Last fall, the Federal Housing Finance Agency (FHFA) issued a Request for Information (RFI) in an effort to generate ideas for the sale of real estate owned or REO assets owned by FHA, Fannie Mae and Freddie Mac. The RFI received over 4000 responses.

This month, the FHFA announced its plan to roll out Phase 1 of the foreclosure rental program. The pilot program transforms government REOs into rental properties by selling them to private investors and private-equity firms. Purchasers must rent the homes for a specified period.

Basics of the Government’s REO Program

The program’s strategy promotes cooperation between Fannie Mae, Freddie Mac, the Federal Deposit Insurance Corporation, Federal Reserve Board and the Treasury Department, to moderate the impact of foreclosures in regions hit hard by the crisis. Selling foreclosed properties through pools or structured sale transactions also help to manage future foreclosures and mitigate neighborhood deterioration.

Pool Sales: foreclosure investors and public enterprises can make volume purchases of Fannie Mae properties, in a single transaction.
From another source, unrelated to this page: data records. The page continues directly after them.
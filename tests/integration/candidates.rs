use predicates::prelude::*;
use yamlbuddy::test_utils::TestProject;

use crate::yamlbuddy;

#[test]
fn test_candidates_ranked_by_location() {
    let project = TestProject::new().unwrap();
    project.write("application.yml", "a: 1\n").unwrap();
    project.write("src/test/resources/application.yaml", "a: 1\n").unwrap();
    project.write("src/main/resources/application.yml", "a: 1\n").unwrap();
    project.write("build/resources/main/application.yml", "a: 1\n").unwrap();

    let output = yamlbuddy(&project).arg("candidates").output().unwrap();
    assert!(output.status.success());
    let stdout = String::from_utf8(output.stdout).unwrap();
    let lines: Vec<&str> = stdout.lines().collect();
    assert_eq!(
        lines,
        [
            "0\tsrc/main/resources/application.yml",
            "1\tsrc/test/resources/application.yaml",
            "2\tapplication.yml",
        ]
    );
}

#[test]
fn test_candidates_empty_project() {
    let project = TestProject::new().unwrap();

    yamlbuddy(&project)
        .arg("candidates")
        .assert()
        .success()
        .stdout(predicate::str::contains("No configuration documents found"));
}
This enables investors to form a single point of contact within the agency and reduce paperwork. Attributes of pool purchases may include properties in the same geographical area and homes with post-closing limitations. Pools can include vacant and occupied properties.

Structured Sales: investors interested in purchasing larger blocks of property can participate in the structured sales program, which consists of pool sales or joint venture agreements in partnership with Fannie Mae.

Investors’ Eligibility Criteria

Foreclosure investors from all walk and levels are encourage to submit applications, including women, minorities, individuals with disabilities, public housing agencies, not-for-profit entities and local, state and federal housing organizations.

All investors must pre-qualify, which ensure they have the financial capacity and experience to manage the properties, to receive information on available transactions.

Eligible parties may include the following foreclosure investors:

  • Corporations, partnerships, limited liability companies or not-for-profit entities
  • Banks
  • Trusts with total assets of $5,000,000 and were not established for the purpose of investing in REO or HUD properties
  • Natural persons with individual or joint net worth with spouse of $1,000,000

Parties will also have to sign off on certain acknowledgements and representations. The FHFA has developed a scoring methodology for evaluating investors’ applications. The scorecard compares a particular application to the “complexity and risk” of the property portfolio, which makes up the transaction.

Conclusion

Many housing market analysts believe the program will help revitalize the housing market by putting families into vacant homes and stabilizing neighborhoods hit hard by foreclosures. In addition, housing advocates hope that making more rental units available, will curtail rising rent prices.

Investors in foreclosure properties can obtain more information and determine their eligibility for Uncle Sam’s foreclosure rental program by going to the Fannie Mae website and completing the necessary forms.